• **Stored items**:
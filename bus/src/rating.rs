//! Positive-action counter that decides when to ask for an app rating.

use serde::{Deserialize, Serialize};
use std::sync::atomic::{AtomicBool, AtomicU32, Ordering};

/// Persistable progress of a [`RatingGate`]
#[derive(Debug, Clone, Copy, PartialEq, Eq, Default, Serialize, Deserialize)]
pub struct RatingProgress {
    /// Positive actions recorded so far
    pub positive_actions: u32,
    /// Whether the system review prompt has been shown
    pub prompted: bool,
}

/// Counts positive actions and fires once when the threshold is reached
///
/// Firing is suppressed after the user was prompted, and the gate fires at
/// most once until [`reset`](Self::reset).
#[derive(Debug)]
pub struct RatingGate {
    threshold: u32,
    positive_actions: AtomicU32,
    fired: AtomicBool,
    prompted: AtomicBool,
}

impl RatingGate {
    /// Create a gate that fires after `threshold` positive actions
    #[must_use]
    pub const fn new(threshold: u32) -> Self {
        Self {
            threshold,
            positive_actions: AtomicU32::new(0),
            fired: AtomicBool::new(false),
            prompted: AtomicBool::new(false),
        }
    }

    /// Restore a gate from saved progress
    #[must_use]
    pub const fn restore(threshold: u32, progress: RatingProgress) -> Self {
        Self {
            threshold,
            positive_actions: AtomicU32::new(progress.positive_actions),
            fired: AtomicBool::new(progress.prompted),
            prompted: AtomicBool::new(progress.prompted),
        }
    }

    /// Record a positive action; `true` when an app-rating request should be emitted
    pub fn record_positive_action(&self) -> bool {
        let count = self
            .positive_actions
            .fetch_add(1, Ordering::SeqCst)
            .saturating_add(1);

        if count < self.threshold || self.prompted.load(Ordering::SeqCst) {
            return false;
        }

        let fire = !self.fired.swap(true, Ordering::SeqCst);
        if fire {
            tracing::debug!(count, threshold = self.threshold, "Positive action threshold reached");
        }
        fire
    }

    /// Whether an app-rating request may show its sheet now
    ///
    /// Open once the threshold is reached, until the user has been prompted.
    #[must_use]
    pub fn allows_prompt(&self) -> bool {
        self.positive_actions.load(Ordering::SeqCst) >= self.threshold
            && !self.prompted.load(Ordering::SeqCst)
    }

    /// The review prompt was shown
    pub fn mark_prompted(&self) {
        self.prompted.store(true, Ordering::SeqCst);
    }

    /// Clear counter and flags
    pub fn reset(&self) {
        self.positive_actions.store(0, Ordering::SeqCst);
        self.fired.store(false, Ordering::SeqCst);
        self.prompted.store(false, Ordering::SeqCst);
        tracing::debug!("Rating gate reset");
    }

    /// Snapshot for persistence
    #[must_use]
    pub fn progress(&self) -> RatingProgress {
        RatingProgress {
            positive_actions: self.positive_actions.load(Ordering::SeqCst),
            prompted: self.prompted.load(Ordering::SeqCst),
        }
    }
}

• **What you have to do**: Write out all records exactly, keeping every detail.

• **Output for this task**:
filename bus/src/rating.rs
//! Positive-action counter that decides when to ask for an app rating.

use serde::{Deserialize, Serialize};
use std::sync::atomic::{AtomicBool, AtomicU32, Ordering};

/// Persistable progress of a [`RatingGate`]
#[derive(Debug, Clone, Copy, PartialEq, Eq, Default, Serialize, Deserialize)]
pub struct RatingProgress {
    /// Positive actions recorded so far
    pub positive_actions: u32,
    /// Whether the system review prompt has been shown
    pub prompted: bool,
}

/// Counts positive actions and fires once when the threshold is reached
///
/// Firing is suppressed after the user was prompted, and the gate fires at
/// most once until [`reset`](Self::reset).
#[derive(Debug)]
pub struct RatingGate {
    threshold: u32,
    positive_actions: AtomicU32,
    fired: AtomicBool,
    prompted: AtomicBool,
}

impl RatingGate {
    /// Create a gate that fires after `threshold` positive actions
    #[must_use]
    pub const fn new(threshold: u32) -> Self {
        Self {
            threshold,
            positive_actions: AtomicU32::new(0),
            fired: AtomicBool::new(false),
            prompted: AtomicBool::new(false),
        }
    }

    /// Restore a gate from saved progress
    #[must_use]
    pub const fn restore(threshold: u32, progress: RatingProgress) -> Self {
        Self {
            threshold,
            positive_actions: AtomicU32::new(progress.positive_actions),
            fired: AtomicBool::new(progress.prompted),
            prompted: AtomicBool::new(progress.prompted),
        }
    }

    /// Record a positive action; `true` when an app-rating request should be emitted
    pub fn record_positive_action(&self) -> bool {
        let count = self
            .positive_actions
            .fetch_add(1, Ordering::SeqCst)
            .saturating_add(1);

        if count < self.threshold || self.prompted.load(Ordering::SeqCst) {
            return false;
        }

        let fire = !self.fired.swap(true, Ordering::SeqCst);
        if fire {
            tracing::debug!(count, threshold = self.threshold, "Positive action threshold reached");
        }
        fire
    }

    /// Whether an app-rating request may show its sheet now
    ///
    /// Open once the threshold is reached, until the user has been prompted.
    #[must_use]
    pub fn allows_prompt(&self) -> bool {
        self.positive_actions.load(Ordering::SeqCst) >= self.threshold
            && !self.prompted.load(Ordering::SeqCst)
    }

    /// The review prompt was shown
    pub fn mark_prompted(&self) {
        self.prompted.store(true, Ordering::SeqCst);
    }

    /// Clear counter and flags
    pub fn reset(&self) {
        self.positive_actions.store(0, Ordering::SeqCst);
        self.fired.store(false, Ordering::SeqCst);
        self.prompted.store(false, Ordering::SeqCst);
        tracing::debug!("Rating gate reset");
    }

    /// Snapshot for persistence
    #[must_use]
    pub fn progress(&self) -> RatingProgress {
        RatingProgress {
            positive_actions: self.positive_actions.load(Ordering::SeqCst),
            prompted: self.prompted.load(Ordering::SeqCst),
        }
    }
}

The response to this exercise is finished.